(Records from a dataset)
◆ ◆ ◆ ◆
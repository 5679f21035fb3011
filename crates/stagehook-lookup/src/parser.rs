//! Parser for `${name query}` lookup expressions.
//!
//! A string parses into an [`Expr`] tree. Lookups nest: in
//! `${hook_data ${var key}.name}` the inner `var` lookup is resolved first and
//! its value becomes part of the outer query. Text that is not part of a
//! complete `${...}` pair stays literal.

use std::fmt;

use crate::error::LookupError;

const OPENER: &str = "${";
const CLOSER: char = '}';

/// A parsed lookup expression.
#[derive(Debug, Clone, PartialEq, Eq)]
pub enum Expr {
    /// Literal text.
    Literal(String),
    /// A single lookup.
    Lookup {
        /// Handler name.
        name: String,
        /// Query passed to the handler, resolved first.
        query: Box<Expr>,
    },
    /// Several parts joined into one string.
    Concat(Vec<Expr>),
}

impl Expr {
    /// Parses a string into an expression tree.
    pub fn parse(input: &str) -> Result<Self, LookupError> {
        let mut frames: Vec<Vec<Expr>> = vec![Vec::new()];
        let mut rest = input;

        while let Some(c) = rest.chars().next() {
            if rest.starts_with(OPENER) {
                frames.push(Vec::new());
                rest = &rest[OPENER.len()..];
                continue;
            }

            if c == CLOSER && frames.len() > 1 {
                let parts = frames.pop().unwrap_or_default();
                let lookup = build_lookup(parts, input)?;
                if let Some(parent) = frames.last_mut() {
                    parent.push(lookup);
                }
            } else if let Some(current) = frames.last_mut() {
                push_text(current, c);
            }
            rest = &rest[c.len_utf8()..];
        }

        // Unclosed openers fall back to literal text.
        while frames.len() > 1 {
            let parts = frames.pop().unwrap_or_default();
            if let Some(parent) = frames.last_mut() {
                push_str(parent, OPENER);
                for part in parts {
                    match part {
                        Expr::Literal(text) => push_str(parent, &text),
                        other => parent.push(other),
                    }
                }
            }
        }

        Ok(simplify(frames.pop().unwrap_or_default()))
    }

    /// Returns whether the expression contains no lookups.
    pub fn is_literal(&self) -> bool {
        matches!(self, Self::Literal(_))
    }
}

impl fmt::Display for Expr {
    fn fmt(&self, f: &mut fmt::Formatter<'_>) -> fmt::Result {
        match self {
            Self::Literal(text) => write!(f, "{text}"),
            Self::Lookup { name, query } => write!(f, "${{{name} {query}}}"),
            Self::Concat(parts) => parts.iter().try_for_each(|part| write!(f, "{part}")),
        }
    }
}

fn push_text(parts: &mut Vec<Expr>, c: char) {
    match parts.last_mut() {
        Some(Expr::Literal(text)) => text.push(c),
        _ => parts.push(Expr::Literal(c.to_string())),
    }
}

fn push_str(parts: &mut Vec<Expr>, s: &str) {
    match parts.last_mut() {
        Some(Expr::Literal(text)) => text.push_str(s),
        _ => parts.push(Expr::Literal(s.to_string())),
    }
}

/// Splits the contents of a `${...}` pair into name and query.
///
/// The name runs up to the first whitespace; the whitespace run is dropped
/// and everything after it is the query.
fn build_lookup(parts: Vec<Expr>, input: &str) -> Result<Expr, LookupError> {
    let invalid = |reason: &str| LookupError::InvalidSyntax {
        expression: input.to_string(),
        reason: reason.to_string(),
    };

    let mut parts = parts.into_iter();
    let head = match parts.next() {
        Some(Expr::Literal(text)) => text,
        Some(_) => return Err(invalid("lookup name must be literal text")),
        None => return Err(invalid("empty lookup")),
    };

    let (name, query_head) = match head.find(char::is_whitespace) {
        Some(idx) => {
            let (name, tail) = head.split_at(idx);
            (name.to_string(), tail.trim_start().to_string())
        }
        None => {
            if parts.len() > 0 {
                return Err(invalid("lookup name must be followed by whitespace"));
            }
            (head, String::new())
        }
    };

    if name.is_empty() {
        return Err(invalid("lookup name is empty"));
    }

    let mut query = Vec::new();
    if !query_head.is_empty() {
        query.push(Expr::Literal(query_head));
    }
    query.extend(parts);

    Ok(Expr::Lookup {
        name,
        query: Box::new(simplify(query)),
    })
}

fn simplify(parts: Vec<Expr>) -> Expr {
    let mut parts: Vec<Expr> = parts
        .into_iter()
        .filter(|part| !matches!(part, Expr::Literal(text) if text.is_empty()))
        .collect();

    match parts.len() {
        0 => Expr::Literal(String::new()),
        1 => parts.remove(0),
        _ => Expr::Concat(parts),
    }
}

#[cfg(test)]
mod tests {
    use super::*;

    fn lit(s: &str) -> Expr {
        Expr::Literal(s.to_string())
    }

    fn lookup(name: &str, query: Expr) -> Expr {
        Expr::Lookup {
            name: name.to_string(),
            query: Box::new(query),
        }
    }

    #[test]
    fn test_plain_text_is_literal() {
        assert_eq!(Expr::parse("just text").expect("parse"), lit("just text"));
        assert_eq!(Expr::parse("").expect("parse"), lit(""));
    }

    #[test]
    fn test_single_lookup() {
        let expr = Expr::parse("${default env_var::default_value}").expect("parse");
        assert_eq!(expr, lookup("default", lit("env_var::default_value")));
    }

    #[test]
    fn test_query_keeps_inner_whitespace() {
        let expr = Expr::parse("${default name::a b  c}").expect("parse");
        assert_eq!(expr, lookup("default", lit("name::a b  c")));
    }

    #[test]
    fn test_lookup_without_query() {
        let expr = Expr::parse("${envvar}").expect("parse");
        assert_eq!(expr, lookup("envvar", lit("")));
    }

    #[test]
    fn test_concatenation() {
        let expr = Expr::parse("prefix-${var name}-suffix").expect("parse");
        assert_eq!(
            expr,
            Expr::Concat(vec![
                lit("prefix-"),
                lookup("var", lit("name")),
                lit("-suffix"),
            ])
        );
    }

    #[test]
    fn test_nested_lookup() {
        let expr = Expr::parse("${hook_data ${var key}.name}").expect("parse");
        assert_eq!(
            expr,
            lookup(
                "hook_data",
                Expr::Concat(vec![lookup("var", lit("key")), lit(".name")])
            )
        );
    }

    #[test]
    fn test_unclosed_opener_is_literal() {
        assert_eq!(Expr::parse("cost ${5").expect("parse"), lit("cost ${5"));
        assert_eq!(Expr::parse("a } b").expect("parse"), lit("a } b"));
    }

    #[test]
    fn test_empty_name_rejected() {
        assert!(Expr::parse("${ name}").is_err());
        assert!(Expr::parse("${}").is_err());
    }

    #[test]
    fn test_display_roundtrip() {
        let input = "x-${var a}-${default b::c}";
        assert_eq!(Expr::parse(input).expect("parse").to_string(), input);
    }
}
◆ ◆ ◆ ◆
*What is required:* The result is a copy of every line above where the word "LookupError" shows up.

*The answer:*
use crate::error::LookupError;
    pub fn parse(input: &str) -> Result<Self, LookupError> {
fn build_lookup(parts: Vec<Expr>, input: &str) -> Result<Expr, LookupError> {
    let invalid = |reason: &str| LookupError::InvalidSyntax {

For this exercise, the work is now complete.